Begley sees how bold Rabbit Redux is in its direct handling of race—most strikingly, the African-American Vietnam War veteran who is convinced he is the new avenging Jesus. He might also have noted that two of Updike’s contemporaries, Bellow and Bernard Malamud, both wrote novels at this same moment that explored similar themes—Mr Sammler’s Planet and The Tenants—but only Updike brought the conflict directly into the living room of “middle America.”

Sympathy also informs the third and perhaps greatest in the cycle, Rabbit is Rich, with its comical depiction of gasoline shortages and raging inflation, along with the craze for Japanese import cars and “package tours” to the Bahamas. Begley rightly draws parallels with The Culture of Narcissism, Lasch’s famous critique of the 1970s “me-generation.” But Updike’s novel, set in 1979, the same year that Lasch’s book was a bestseller, can be read as an explicit reply to it, exuberant in ways Lasch never allowed himself to be, though no less rigorous in its account of the cultural cost of our un-innocent ceremonies of self-adoration.
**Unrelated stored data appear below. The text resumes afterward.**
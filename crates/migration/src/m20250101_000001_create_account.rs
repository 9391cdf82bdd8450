//! Create `account` table holding portal logins.
//!
//! Uniqueness of email and username is enforced by the named indexes in
//! `m20250101_000002_add_account_indexes`.
use sea_orm_migration::{prelude::*, schema::*};

#[derive(DeriveMigrationName)]
pub struct Migration;

#[async_trait::async_trait]
impl MigrationTrait for Migration {
    async fn up(&self, manager: &SchemaManager) -> Result<(), DbErr> {
        manager
            .create_table(
                Table::create()
                    .table(Account::Table)
                    .if_not_exists()
                    .col(pk_auto(Account::Id))
                    .col(string_len(Account::Email, 255).not_null())
                    .col(string_len(Account::Username, 64).not_null())
                    .col(string_len(Account::PasswordHash, 255).not_null())
                    .col(boolean(Account::IsActive).not_null().default(true))
                    .col(string_len(Account::Role, 32).not_null().default("employee"))
                    .col(timestamp_with_time_zone(Account::CreatedAt).not_null())
                    .to_owned(),
            )
            .await
    }

    async fn down(&self, manager: &SchemaManager) -> Result<(), DbErr> {
        manager.drop_table(Table::drop().table(Account::Table).to_owned()).await
    }
}

#[derive(DeriveIden)]
pub(crate) enum Account { Table, Id, Email, Username, PasswordHash, IsActive, Role, CreatedAt }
Lasch was well-versed in Marx and Freud. Updike, a devout Protestant at a time when the dominant novelists were secular Jews (whom he parodied deliciously in his Henry Bech stories), was steeped in Christian thinkers such as Søren Kierkegaard, Karl Barth, Paul Tillich. The tension between the voluptuary and the spiritual in Updike put him in the romantic American line of Hawthorne and Melville, not to mention Reading, Pennsylvania’s other modern genius, Wallace Stevens, who wondered where, exactly, “the thought of heaven” might be found within the “balm or beauty of the earth.”

“Whatever the many failings of my work, let it stand as a manifesto of my love for the time in which I was born,” Updike once wrote, adding that his models were “men like Shakespeare, or Milton, or Pope; men who are filled with the strength of their cultures and do not transcend the limits of their age, but, working within the times, bring what is peculiar to the moment to glory. We need great artists who are willing to accept restrictions, and who love their environments with such vitality that they can produce an epic out of the Protestant ethic.”

Updike wrote this in a letter to his parents when he was 19. Even then he knew where he was headed. Adam Begley has located the man behind the giant oeuvre. What remains to be written is an account of the artist.